This article looks at the trends around yoga to see if it is a sport that should interest the marketer and if so, what does the sport represent and what characteristics would align with a brand. Choosing which sport to be associated with and what promotional product to choose should not be based on gut instinct but rather some firm data.

Participants in yoga

According to the web site some 1,600,000 people in the UK took part in an organised yoga classes – this was pre Covid-19 – and anecdotally this number may now be nearly double that. That significant rise comes not from some wild guess but because the search terms for yoga classes and products have nearly trebled on Google during the period of the pandemic.

If 1.6 million people, including all those attending a class whether in person or following an on-line session for which they have registered, sounds like a lot,  we need to compare to other sports. According to Sports England ‘Active Lives’ survey, the most popular participation sport is some form of jogging or running which has 5.2 million participants followed by swimming at 4.2 million participants.

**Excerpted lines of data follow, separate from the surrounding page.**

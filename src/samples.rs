//! Built-in sample sheep
//!
//! Used to populate an empty planet and by the native runner.

use std::f32::consts::TAU;

use crate::drawing::{Drawing, Point, Stroke};

const INK: &str = "#333333";
const HIND_INK: &str = "#e74c3c";
const FRONT_INK: &str = "#3498db";

/// Closed oval path sampled at `steps + 1` points
fn oval(cx: f32, cy: f32, rx: f32, ry: f32) -> Vec<Point> {
    let steps = 20;
    (0..=steps)
        .map(|i| {
            let a = i as f32 / steps as f32 * TAU;
            Point::new(cx + a.cos() * rx, cy + a.sin() * ry)
        })
        .collect()
}

fn line(x1: f32, y1: f32, x2: f32, y2: f32) -> Vec<Point> {
    vec![Point::new(x1, y1), Point::new(x2, y2)]
}

fn path(points: &[(f32, f32)]) -> Vec<Point> {
    points.iter().map(|&(x, y)| Point::new(x, y)).collect()
}

/// Round body with wool bumps
pub fn fluffy() -> Drawing {
    let body = vec![
        Stroke::new(oval(150.0, 120.0, 65.0, 45.0), INK, 4.0),
        Stroke::new(oval(210.0, 95.0, 22.0, 20.0), INK, 3.0),
        Stroke::new(path(&[(218.0, 90.0), (219.0, 90.0)]), INK, 4.0),
        Stroke::new(path(&[(200.0, 78.0), (195.0, 68.0), (205.0, 72.0)]), INK, 2.0),
        Stroke::new(oval(120.0, 85.0, 15.0, 12.0), INK, 2.0),
        Stroke::new(oval(145.0, 80.0, 15.0, 12.0), INK, 2.0),
        Stroke::new(oval(170.0, 82.0, 15.0, 12.0), INK, 2.0),
    ];
    let hind_legs = vec![
        Stroke::new(line(105.0, 155.0, 100.0, 200.0), HIND_INK, 3.0),
        Stroke::new(line(125.0, 155.0, 120.0, 200.0), HIND_INK, 3.0),
    ];
    let front_legs = vec![
        Stroke::new(line(175.0, 155.0, 180.0, 200.0), FRONT_INK, 3.0),
        Stroke::new(line(195.0, 155.0, 200.0, 200.0), FRONT_INK, 3.0),
    ];
    Drawing::new("sample-fluffy", body, hind_legs, front_legs)
}

/// Tall and slender, with a tail
pub fn skinny() -> Drawing {
    let body = vec![
        Stroke::new(oval(150.0, 115.0, 50.0, 35.0), INK, 3.0),
        Stroke::new(oval(205.0, 95.0, 18.0, 22.0), INK, 3.0),
        Stroke::new(path(&[(212.0, 90.0), (213.0, 90.0)]), INK, 3.0),
        Stroke::new(path(&[(100.0, 105.0), (85.0, 95.0), (90.0, 100.0)]), INK, 2.0),
    ];
    let hind_legs = vec![
        Stroke::new(line(115.0, 145.0, 112.0, 205.0), HIND_INK, 2.0),
        Stroke::new(line(130.0, 145.0, 127.0, 205.0), HIND_INK, 2.0),
    ];
    let front_legs = vec![
        Stroke::new(line(175.0, 145.0, 178.0, 205.0), FRONT_INK, 2.0),
        Stroke::new(line(188.0, 145.0, 191.0, 205.0), FRONT_INK, 2.0),
    ];
    Drawing::new("sample-skinny", body, hind_legs, front_legs)
}

/// Small and round
pub fn baby() -> Drawing {
    let body = vec![
        Stroke::new(oval(150.0, 135.0, 40.0, 32.0), INK, 4.0),
        Stroke::new(oval(190.0, 118.0, 18.0, 17.0), INK, 3.0),
        Stroke::new(path(&[(196.0, 114.0), (197.0, 114.0)]), INK, 5.0),
        Stroke::new(path(&[(183.0, 104.0), (178.0, 95.0), (188.0, 100.0)]), INK, 2.0),
    ];
    let hind_legs = vec![
        Stroke::new(line(122.0, 162.0, 120.0, 200.0), HIND_INK, 3.0),
        Stroke::new(line(138.0, 162.0, 136.0, 200.0), HIND_INK, 3.0),
    ];
    let front_legs = vec![
        Stroke::new(line(162.0, 162.0, 165.0, 200.0), FRONT_INK, 3.0),
        Stroke::new(line(178.0, 162.0, 181.0, 200.0), FRONT_INK, 3.0),
    ];
    Drawing::new("sample-baby", body, hind_legs, front_legs)
}

/// All built-in sheep
pub fn sample_drawings() -> Vec<Drawing> {
    vec![fluffy(), skinny(), baby()]
}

From a promotional and marketing point of view the attractiveness of yoga as a participation sport seems clear because it has a significant audience. Some other sports look more attractive however, because of the spectator audiences they attract, whether that be for the Olympics as in the case of running and swimming or the weekly football follower. From a promotional perspective the audience might be seen as a more important number than the participant numbers, but that would depend on the nature of the product being promoted.


Market Segmentation

Any marketer will understand that it is not just the total size of the market that is key, sometimes depending on the segmentation of interest the total numbers can hide some real gems of insight.

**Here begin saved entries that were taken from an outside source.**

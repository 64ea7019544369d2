//! Data-driven animation constants
//!
//! Every tuned number lives here so the look can be adjusted without a
//! rebuild. JSON overrides are partial: missing fields keep their default.

use serde::{Deserialize, Serialize};

use crate::consts::*;
use crate::error::{Error, Result};

#[derive(Debug, Clone, PartialEq, Serialize, Deserialize)]
#[serde(default)]
pub struct Tuning {
    // === Creature size ===
    pub sheep_width: f32,
    pub sheep_height: f32,

    // === Walking ===
    /// Radians/s
    pub base_speed: f32,
    /// Max signed speed jitter (radians/s), must stay below `base_speed`
    pub speed_variance: f32,
    /// Radians past the visible arc before wrapping to the other side
    pub wrap_margin: f32,
    /// Leg cycles per second
    pub leg_cycle_rate: f32,
    /// Leg swing amplitude (logical drawing units)
    pub leg_swing: f32,

    // === Jumping ===
    pub gravity: f32,
    pub jump_velocity: f32,
    pub jump_seed_height: f32,

    // === Interaction ===
    pub hit_radius_factor: f32,
    pub double_click_ms: f64,

    // === Frame timing ===
    pub first_frame_dt: f32,
    pub max_frame_dt: f32,

    // === Shadow ===
    pub shadow_min_height: f32,
    pub shadow_fade_height: f32,
    pub shadow_min_scale: f32,

    // === Starfield ===
    pub dot_stars: usize,
    pub accent_stars: usize,
}

impl Default for Tuning {
    fn default() -> Self {
        Self {
            sheep_width: SHEEP_WIDTH,
            sheep_height: SHEEP_HEIGHT,

            base_speed: BASE_ANGULAR_SPEED,
            speed_variance: SPEED_VARIANCE,
            wrap_margin: WRAP_MARGIN,
            leg_cycle_rate: LEG_CYCLE_RATE,
            leg_swing: LEG_SWING,

            gravity: GRAVITY,
            jump_velocity: JUMP_VELOCITY,
            jump_seed_height: JUMP_SEED_HEIGHT,

            hit_radius_factor: HIT_RADIUS_FACTOR,
            double_click_ms: DOUBLE_CLICK_MS,

            first_frame_dt: FIRST_FRAME_DT,
            max_frame_dt: MAX_FRAME_DT,

            shadow_min_height: SHADOW_MIN_HEIGHT,
            shadow_fade_height: SHADOW_FADE_HEIGHT,
            shadow_min_scale: SHADOW_MIN_SCALE,

            dot_stars: DOT_STAR_COUNT,
            accent_stars: ACCENT_STAR_COUNT,
        }
    }
}

impl Tuning {
    /// Parse a (possibly partial) JSON override and validate it
    pub fn from_json(json: &str) -> Result<Self> {
        let tuning: Self = serde_json::from_str(json)?;
        tuning.validate()?;
        Ok(tuning)
    }

    /// Reject values that would stall the walk or break frame timing
    pub fn validate(&self) -> Result<()> {
        let positive = [
            ("base_speed", self.base_speed),
            ("first_frame_dt", self.first_frame_dt),
            ("max_frame_dt", self.max_frame_dt),
            ("gravity", self.gravity),
            ("jump_velocity", self.jump_velocity),
        ];
        for (name, value) in positive {
            if value.is_nan() || value <= 0.0 {
                return Err(Error::InvalidTuning(format!("{} must be > 0, got {}", name, value)));
            }
        }

        if self.wrap_margin.is_nan() || self.wrap_margin < 0.0 {
            return Err(Error::InvalidTuning(format!(
                "wrap_margin must be >= 0, got {}",
                self.wrap_margin
            )));
        }

        // Jitter must never cancel the base speed: sheep only walk forward
        if self.speed_variance.is_nan()
            || self.speed_variance < 0.0
            || self.speed_variance >= self.base_speed
        {
            return Err(Error::InvalidTuning(format!(
                "speed_variance must be in [0, {}), got {}",
                self.base_speed, self.speed_variance
            )));
        }

        Ok(())
    }

    /// Load from a JSON file (native only)
    #[cfg(not(target_arch = "wasm32"))]
    pub fn load(path: &std::path::Path) -> Result<Self> {
        let json = std::fs::read_to_string(path)?;
        let tuning = Self::from_json(&json)?;
        log::info!("Loaded tuning from {}", path.display());
        Ok(tuning)
    }

    /// Hit circle radius in pixels
    pub fn hit_radius(&self) -> f32 {
        self.sheep_width.max(self.sheep_height) * self.hit_radius_factor
    }
}

#[cfg(test)]
mod tests {
    use super::*;

    #[test]
    fn test_defaults_keep_forward_motion() {
        let t = Tuning::default();
        assert!(t.base_speed > t.speed_variance);
        assert_eq!(t.wrap_margin, 0.25);
        assert_eq!(t.hit_radius_factor, 0.55);
    }

    #[test]
    fn test_partial_override() {
        let t = Tuning::from_json(r#"{"wrap_margin": 0.4, "dot_stars": 10}"#).unwrap();
        assert_eq!(t.wrap_margin, 0.4);
        assert_eq!(t.dot_stars, 10);
        assert_eq!(t.gravity, GRAVITY);
        assert_eq!(t.double_click_ms, DOUBLE_CLICK_MS);
    }

    #[test]
    fn test_hit_radius_uses_larger_dimension() {
        let t = Tuning::default();
        assert!((t.hit_radius() - 44.0).abs() < 1e-4);
    }

    #[test]
    fn test_bad_json_is_an_error() {
        assert!(Tuning::from_json("[1, 2").is_err());
    }

    fn rejected(json: &str) -> bool {
        matches!(Tuning::from_json(json), Err(Error::InvalidTuning(_)))
    }

    #[test]
    fn test_defaults_validate() {
        assert!(Tuning::default().validate().is_ok());
    }

    #[test]
    fn test_rejects_bad_frame_timing() {
        assert!(rejected(r#"{"max_frame_dt": -0.1}"#));
        assert!(rejected(r#"{"max_frame_dt": 0.0}"#));
        assert!(rejected(r#"{"first_frame_dt": 0.0}"#));
    }

    #[test]
    fn test_rejects_variance_that_stalls_sheep() {
        assert!(rejected(r#"{"speed_variance": 0.2}"#));
        assert!(rejected(r#"{"speed_variance": 0.06}"#));
        assert!(rejected(r#"{"speed_variance": -0.01}"#));
        assert!(rejected(r#"{"base_speed": 0.0}"#));
    }

    #[test]
    fn test_rejects_negative_wrap_margin() {
        assert!(rejected(r#"{"wrap_margin": -0.1}"#));
        assert!(Tuning::from_json(r#"{"wrap_margin": 0.0}"#).is_ok());
    }

    #[test]
    fn test_rejects_non_positive_jump_physics() {
        assert!(rejected(r#"{"gravity": 0.0}"#));
        assert!(rejected(r#"{"gravity": -400.0}"#));
        assert!(rejected(r#"{"jump_velocity": 0.0}"#));
    }
}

The British Medical Journal did a major study of the health benefits of yoga and being a scientific journal recorded all kinds of demographic data of those that take part in the sport. Some of the headlines of this demographic data makes interesting reading, with the participants being

  • 87 % female
  • 91% ethnically white
  • 87% educated to A level or higher
  • 9% employed or self-employed – with the next largest group being retired 14%

The marketer will see a highly defined, highly focussed market segment of female, well-educated and financially attractive potential customers. Other sports may be larger but we know of nothing better than such a focussed group of individuals. Clearly if this is not your target market then there is no interest, but if this is your target segment then the benefits of this focus are obvious.


Motivation and association

One of the most interesting thing that came from the British Medical journal work was the understanding behind what motivates someone to do yoga. Initially the vast majority (60% plus) said they took yoga for ‘well-being and fitness’ but those that had done yoga for a while regarded the most important motivation as being ‘spirituality, well ness and well-being’. This is not a group who do sport for the competition and the winning – but this profile says much about the group’s likely attraction to other products.


One other thing of note is the nature of fashion and trends. Clearly yoga is fashionable at the moment but it is also important to realise that clothing associated with yoga has stepped outside of simple sports use and has become a real fashion trend in of itself. Sports leisure wear is very much on trend.